▶ **Task prompt**
Take the records below and copy them exactly.

▶ **Material to process**

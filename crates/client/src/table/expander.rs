//! Single-row detail expansion.

use std::collections::HashMap;

use shared_types::{AppError, AppErrorKind};

use super::fetch::{FetchCoordinator, FetchOutcome, FetchTicket};

/// What the expanded row shows once its detail request settles.
#[derive(Debug, Clone, PartialEq)]
pub enum DetailState<D> {
    Loaded(D),
    /// Backend reported the entity no longer exists.
    Missing,
    Failed(String),
}

/// At most one row is ever expanded.
#[derive(Debug, Clone, PartialEq, Default)]
pub enum Expansion<D> {
    #[default]
    Collapsed,
    Loading {
        id: String,
    },
    Expanded {
        id: String,
        state: DetailState<D>,
    },
}

impl<D> Expansion<D> {
    pub fn row_id(&self) -> Option<&str> {
        match self {
            Expansion::Collapsed => None,
            Expansion::Loading { id } | Expansion::Expanded { id, .. } => Some(id),
        }
    }
}

#[derive(Debug)]
pub struct DetailExpander<D> {
    expansion: Expansion<D>,
    coordinator: FetchCoordinator,
    cache: HashMap<String, D>,
}

impl<D> Default for DetailExpander<D> {
    fn default() -> Self {
        Self {
            expansion: Expansion::Collapsed,
            coordinator: FetchCoordinator::new(),
            cache: HashMap::new(),
        }
    }
}

impl<D: Clone> DetailExpander<D> {
    pub fn new() -> Self {
        Self::default()
    }

    /// Toggle `id`. Collapses it if it is the open row; otherwise opens it,
    /// closing any other row. A row whose fetch failed stays open and is
    /// fetched again. Returns a ticket when the detail has to be fetched.
    pub fn toggle(&mut self, id: &str) -> Option<FetchTicket<String>> {
        if self.expansion.row_id() == Some(id) {
            if matches!(
                &self.expansion,
                Expansion::Expanded {
                    state: DetailState::Failed(_),
                    ..
                }
            ) {
                tracing::debug!(id = %id, "retrying failed detail");
                self.expansion = Expansion::Loading { id: id.to_string() };
                return Some(self.coordinator.begin(id.to_string()));
            }
            self.collapse();
            return None;
        }

        if let Some(detail) = self.cache.get(id) {
            self.coordinator.cancel();
            self.expansion = Expansion::Expanded {
                id: id.to_string(),
                state: DetailState::Loaded(detail.clone()),
            };
            return None;
        }

        self.expansion = Expansion::Loading { id: id.to_string() };
        Some(self.coordinator.begin(id.to_string()))
    }

    pub fn collapse(&mut self) {
        self.coordinator.cancel();
        self.expansion = Expansion::Collapsed;
    }

    /// Apply a finished detail request. Outcomes for a row that is no longer
    /// the one loading are dropped.
    pub fn settle(&mut self, outcome: FetchOutcome<String, D>) {
        let Some((id, result)) = self.coordinator.accept(outcome) else {
            return;
        };
        if !matches!(&self.expansion, Expansion::Loading { id: open } if *open == id) {
            return;
        }

        let state = match result {
            Ok(detail) => {
                self.cache.insert(id.clone(), detail.clone());
                DetailState::Loaded(detail)
            }
            Err(err) => detail_failure(err),
        };
        self.expansion = Expansion::Expanded { id, state };
    }

    /// Drop cached details and close the open row; called whenever a new
    /// page is committed.
    pub fn invalidate(&mut self) {
        self.cache.clear();
        self.collapse();
    }

    pub fn expansion(&self) -> &Expansion<D> {
        &self.expansion
    }

    pub fn is_expanded(&self, id: &str) -> bool {
        self.expansion.row_id() == Some(id)
    }
}

fn detail_failure<D>(err: AppError) -> DetailState<D> {
    match err.kind {
        AppErrorKind::NotFound => DetailState::Missing,
        _ => DetailState::Failed(err.message),
    }
}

▶ **Result for this exercise**
filename crates/client/src/table/expander.rs
//! Single-row detail expansion.

use std::collections::HashMap;

use shared_types::{AppError, AppErrorKind};

use super::fetch::{FetchCoordinator, FetchOutcome, FetchTicket};

/// What the expanded row shows once its detail request settles.
#[derive(Debug, Clone, PartialEq)]
pub enum DetailState<D> {
    Loaded(D),
    /// Backend reported the entity no longer exists.
    Missing,
    Failed(String),
}

/// At most one row is ever expanded.
#[derive(Debug, Clone, PartialEq, Default)]
pub enum Expansion<D> {
    #[default]
    Collapsed,
    Loading {
        id: String,
    },
    Expanded {
        id: String,
        state: DetailState<D>,
    },
}

impl<D> Expansion<D> {
    pub fn row_id(&self) -> Option<&str> {
        match self {
            Expansion::Collapsed => None,
            Expansion::Loading { id } | Expansion::Expanded { id, .. } => Some(id),
        }
    }
}

#[derive(Debug)]
pub struct DetailExpander<D> {
    expansion: Expansion<D>,
    coordinator: FetchCoordinator,
    cache: HashMap<String, D>,
}

impl<D> Default for DetailExpander<D> {
    fn default() -> Self {
        Self {
            expansion: Expansion::Collapsed,
            coordinator: FetchCoordinator::new(),
            cache: HashMap::new(),
        }
    }
}

impl<D: Clone> DetailExpander<D> {
    pub fn new() -> Self {
        Self::default()
    }

    /// Toggle `id`. Collapses it if it is the open row; otherwise opens it,
    /// closing any other row. A row whose fetch failed stays open and is
    /// fetched again. Returns a ticket when the detail has to be fetched.
    pub fn toggle(&mut self, id: &str) -> Option<FetchTicket<String>> {
        if self.expansion.row_id() == Some(id) {
            if matches!(
                &self.expansion,
                Expansion::Expanded {
                    state: DetailState::Failed(_),
                    ..
                }
            ) {
                tracing::debug!(id = %id, "retrying failed detail");
                self.expansion = Expansion::Loading { id: id.to_string() };
                return Some(self.coordinator.begin(id.to_string()));
            }
            self.collapse();
            return None;
        }

        if let Some(detail) = self.cache.get(id) {
            self.coordinator.cancel();
            self.expansion = Expansion::Expanded {
                id: id.to_string(),
                state: DetailState::Loaded(detail.clone()),
            };
            return None;
        }

        self.expansion = Expansion::Loading { id: id.to_string() };
        Some(self.coordinator.begin(id.to_string()))
    }

    pub fn collapse(&mut self) {
        self.coordinator.cancel();
        self.expansion = Expansion::Collapsed;
    }

    /// Apply a finished detail request. Outcomes for a row that is no longer
    /// the one loading are dropped.
    pub fn settle(&mut self, outcome: FetchOutcome<String, D>) {
        let Some((id, result)) = self.coordinator.accept(outcome) else {
            return;
        };
        if !matches!(&self.expansion, Expansion::Loading { id: open } if *open == id) {
            return;
        }

        let state = match result {
            Ok(detail) => {
                self.cache.insert(id.clone(), detail.clone());
                DetailState::Loaded(detail)
            }
            Err(err) => detail_failure(err),
        };
        self.expansion = Expansion::Expanded { id, state };
    }

    /// Drop cached details and close the open row; called whenever a new
    /// page is committed.
    pub fn invalidate(&mut self) {
        self.cache.clear();
        self.collapse();
    }

    pub fn expansion(&self) -> &Expansion<D> {
        &self.expansion
    }

    pub fn is_expanded(&self, id: &str) -> bool {
        self.expansion.row_id() == Some(id)
    }
}

fn detail_failure<D>(err: AppError) -> DetailState<D> {
    match err.kind {
        AppErrorKind::NotFound => DetailState::Missing,
        _ => DetailState::Failed(err.message),
    }
}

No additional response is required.